All the above organisations have advertised the event in their newsletters and on their websites.

==Media coverage==
The Charity Week has featured in many Humanist and secular websites, particularly based in the UK. It is often used as an example of Humanists doing charity work. At 4.18 pm, 25 July 2013 it was mentioned in the House of Lords by Lord Ahmad of Wimbledon, now Baron Ahmad of Wimbledon, as an example of public service by atheists and humanists:

"Noble Lords have furnished many examples of public service by atheists and humanists, historically and in the present day. I have a couple of my own. The National Federation of Atheist, Humanist and Secular Student Societies has a non-profit week, an annual event, during which it harnesses the enthusiasm and commitment of students to raise money for charities such as Children in Need, Amnesty International and Médecins Sans Frontières. Day in, day out, as the noble Lord, Lord Harrison, mentioned, there is the silent service of humanist chaplains providing pastoral support to non-religious people in hospitals, prisons and universities alongside our religious chaplains. This work is essential to ensure that non-religious people and those of no faith, and humanists and atheists, can get the support that they need in times of difficulty.
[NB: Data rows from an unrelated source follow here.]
//! Core data types for Eyeshade.
//!
//! This module defines the data structures shared by the alarm clock,
//! the settings layer and the terminal host:
//! - Phase and pause-reason enums
//! - Tray popup behaviour enums (persisted alongside the timer settings)
//! - Status snapshots and commands exchanged with adapters
//! - The textual duration format used by the settings file

use std::fmt;
use std::str::FromStr;
use std::time::Duration;

use serde::{Deserialize, Serialize};

// ============================================================================
// AlarmClockState
// ============================================================================

/// The phase the alarm clock is currently counting down.
#[derive(Debug, Clone, Copy, Default, PartialEq, Eq, Hash, Serialize, Deserialize)]
#[serde(rename_all = "snake_case")]
pub enum AlarmClockState {
    /// Working; the countdown ends with a break.
    #[default]
    Work,
    /// Resting the eyes; the countdown ends with the next work phase.
    Resting,
}

impl AlarmClockState {
    /// Returns the string representation of the state.
    pub fn as_str(&self) -> &'static str {
        match self {
            AlarmClockState::Work => "work",
            AlarmClockState::Resting => "resting",
        }
    }

    /// Returns the phase that follows this one.
    #[must_use]
    pub fn toggled(&self) -> Self {
        match self {
            AlarmClockState::Work => AlarmClockState::Resting,
            AlarmClockState::Resting => AlarmClockState::Work,
        }
    }
}

impl fmt::Display for AlarmClockState {
    fn fmt(&self, f: &mut fmt::Formatter<'_>) -> fmt::Result {
        f.write_str(self.as_str())
    }
}

// ============================================================================
// PauseReason
// ============================================================================

/// Why the countdown was asked to stop.
#[derive(Debug, Clone, Copy, PartialEq, Eq, Hash, Serialize, Deserialize)]
#[serde(rename_all = "snake_case")]
pub enum PauseReason {
    /// Explicit request from the UI, the tray, or a system suspend/lock.
    User,
    /// Automatic pause requested by the user-idle detector.
    Smart,
}

impl PauseReason {
    /// Returns the string representation of the reason.
    pub fn as_str(&self) -> &'static str {
        match self {
            PauseReason::User => "user",
            PauseReason::Smart => "smart",
        }
    }
}

impl fmt::Display for PauseReason {
    fn fmt(&self, f: &mut fmt::Formatter<'_>) -> fmt::Result {
        f.write_str(self.as_str())
    }
}

// ============================================================================
// Tray popup modes
// ============================================================================

/// How the tray popup is opened.
#[derive(
    Debug, Clone, Copy, Default, PartialEq, Eq, Serialize, Deserialize, clap::ValueEnum,
)]
pub enum TrayPopupShowMode {
    /// Show when the pointer hovers the tray icon.
    #[default]
    TrayIconHover,
    /// Show when the tray icon is clicked.
    TrayIconClick,
}

impl TrayPopupShowMode {
    /// Returns the name used in the settings file.
    pub fn as_str(&self) -> &'static str {
        match self {
            TrayPopupShowMode::TrayIconHover => "TrayIconHover",
            TrayPopupShowMode::TrayIconClick => "TrayIconClick",
        }
    }
}

impl FromStr for TrayPopupShowMode {
    type Err = String;

    fn from_str(s: &str) -> Result<Self, Self::Err> {
        match s.trim() {
            "TrayIconHover" => Ok(TrayPopupShowMode::TrayIconHover),
            "TrayIconClick" => Ok(TrayPopupShowMode::TrayIconClick),
            other => Err(format!("unknown tray popup show mode: {other}")),
        }
    }
}

/// How the tray popup is dismissed.
#[derive(
    Debug, Clone, Copy, Default, PartialEq, Eq, Serialize, Deserialize, clap::ValueEnum,
)]
pub enum TrayPopupCloseMode {
    /// Close when the tray icon is clicked again.
    TrayIconClick,
    /// Close when the popup loses focus.
    #[default]
    Deactivated,
}

impl TrayPopupCloseMode {
    /// Returns the name used in the settings file.
    pub fn as_str(&self) -> &'static str {
        match self {
            TrayPopupCloseMode::TrayIconClick => "TrayIconClick",
            TrayPopupCloseMode::Deactivated => "Deactivated",
        }
    }
}

impl FromStr for TrayPopupCloseMode {
    type Err = String;

    fn from_str(s: &str) -> Result<Self, Self::Err> {
        match s.trim() {
            "TrayIconClick" => Ok(TrayPopupCloseMode::TrayIconClick),
            // older settings files carry the misspelled name
            "Deactivated" | "Deactived" => Ok(TrayPopupCloseMode::Deactivated),
            other => Err(format!("unknown tray popup close mode: {other}")),
        }
    }
}

// ============================================================================
// AlarmClockStatus
// ============================================================================

/// Point-in-time snapshot of the alarm clock, handed to adapters.
#[derive(Debug, Clone, PartialEq, Serialize, Deserialize)]
pub struct AlarmClockStatus {
    /// Current phase
    pub state: AlarmClockState,
    /// Time left in the current phase
    pub remaining: Duration,
    /// Full length of the current phase
    pub total: Duration,
    /// `remaining / total`, within `[0, 1]`
    pub progress: f64,
    /// Whether the countdown is currently halted
    #[serde(rename = "isPaused")]
    pub is_paused: bool,
    /// Whether the user asked for a pause
    #[serde(rename = "isUserPaused")]
    pub is_user_paused: bool,
    /// Whether the idle detector asked for a pause
    #[serde(rename = "isSmartPaused")]
    pub is_smart_paused: bool,
}

// ============================================================================
// AlarmCommand
// ============================================================================

/// Commands an adapter can send to the alarm clock.
#[derive(Debug, Clone, PartialEq, Eq)]
pub enum AlarmCommand {
    /// Start a work phase now
    Work,
    /// Start a resting phase now
    Rest,
    /// Jump to the next phase as if the countdown had expired
    Skip,
    /// Move the end of the current phase (negative values bring it closer)
    Defer {
        /// Signed offset in milliseconds
        delta_ms: i64,
    },
    /// Explicit pause
    UserPause,
    /// Explicit resume
    UserResume,
    /// Idle detector reports the user left
    SmartPause,
    /// Idle detector reports the user is back
    SmartAwake,
    /// Query only
    Status,
    /// Change the work phase length
    SetWorkTime(Duration),
    /// Change the resting phase length
    SetRestingTime(Duration),
    /// Change the pre-alert lead time
    SetNotifyTime(Duration),
    /// Change the ringer volume
    SetRingerVolume(u32),
    /// Toggle the idle detector integration
    SetAutoPauseWhenUserLeave(bool),
}

// ============================================================================
// Duration text format
// ============================================================================

/// Formats a duration as `[d.]hh:mm:ss[.fraction]`.
///
/// The fraction is only written when the duration has sub-second precision,
/// with trailing zeros trimmed.
pub fn format_duration(duration: Duration) -> String {
    let total = duration.as_secs();
    let days = total / 86_400;
    let rem = total % 86_400;
    let clock = format!("{:02}:{:02}:{:02}", rem / 3600, rem % 3600 / 60, rem % 60);

    let mut text = if days > 0 {
        format!("{days}.{clock}")
    } else {
        clock
    };

    let nanos = duration.subsec_nanos();
    if nanos > 0 {
        let fraction = format!("{nanos:09}");
        text.push('.');
        text.push_str(fraction.trim_end_matches('0'));
    }
    text
}

/// Parses `[d.]hh:mm[:ss][.fraction]` into a duration.
///
/// Hours must stay below 24; longer spans need the day component. Returns
/// `None` for anything malformed; callers fall back to defaults.
pub fn parse_duration(text: &str) -> Option<Duration> {
    let text = text.trim();
    if text.is_empty() || text.starts_with('-') {
        return None;
    }

    let (days, clock) = match text.find('.') {
        Some(i) if !text[..i].contains(':') => (text[..i].parse::<u64>().ok()?, &text[i + 1..]),
        _ => (0, text),
    };

    let (hms, fraction) = match clock.split_once('.') {
        Some((hms, fraction)) => (hms, Some(fraction)),
        None => (clock, None),
    };

    let mut parts = hms.split(':');
    let hours: u64 = parts.next()?.parse().ok()?;
    let minutes: u64 = parts.next()?.parse().ok()?;
    let seconds: u64 = match parts.next() {
        Some(s) => s.parse().ok()?,
        None => 0,
    };
    if parts.next().is_some() || hours >= 24 || minutes >= 60 || seconds >= 60 {
        return None;
    }

    let nanos = match fraction {
        Some(f) if !f.is_empty() && f.len() <= 9 && f.bytes().all(|b| b.is_ascii_digit()) => {
            format!("{f:0<9}").parse::<u32>().ok()?
        }
        Some(_) => return None,
        None => 0,
    };

    let secs = days
        .checked_mul(86_400)?
        .checked_add(hours.checked_mul(3600)?)?
        .checked_add(minutes * 60 + seconds)?;
    Some(Duration::new(secs, nanos))
}

// ============================================================================
// Tests
// ============================================================================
The first Non-Prophet Week appeared in Secular News Daily, and Humanist Life.

The second Non-Prophet Week was publicised in an episode of The Pod Delusion podcast.

==Blogs==
In 2011 Stephen Law encouraged people to support Non-Prophet Week.

In 2013 Maryam Namazie shared information about the week on her blog. Patheos encouraged people to get in involved.

In 2015 Kate Smurthwaite wrote about the show she was doing for Non-Prophet Week.

Groups that take part in Non-Prophet Week often blog about their events and why they think the week is so important. For example, The University of Aston Humanist Society wrote about their events and the University of Leeds Atheist Society proudly say they take part in the week on Leeds University Union website.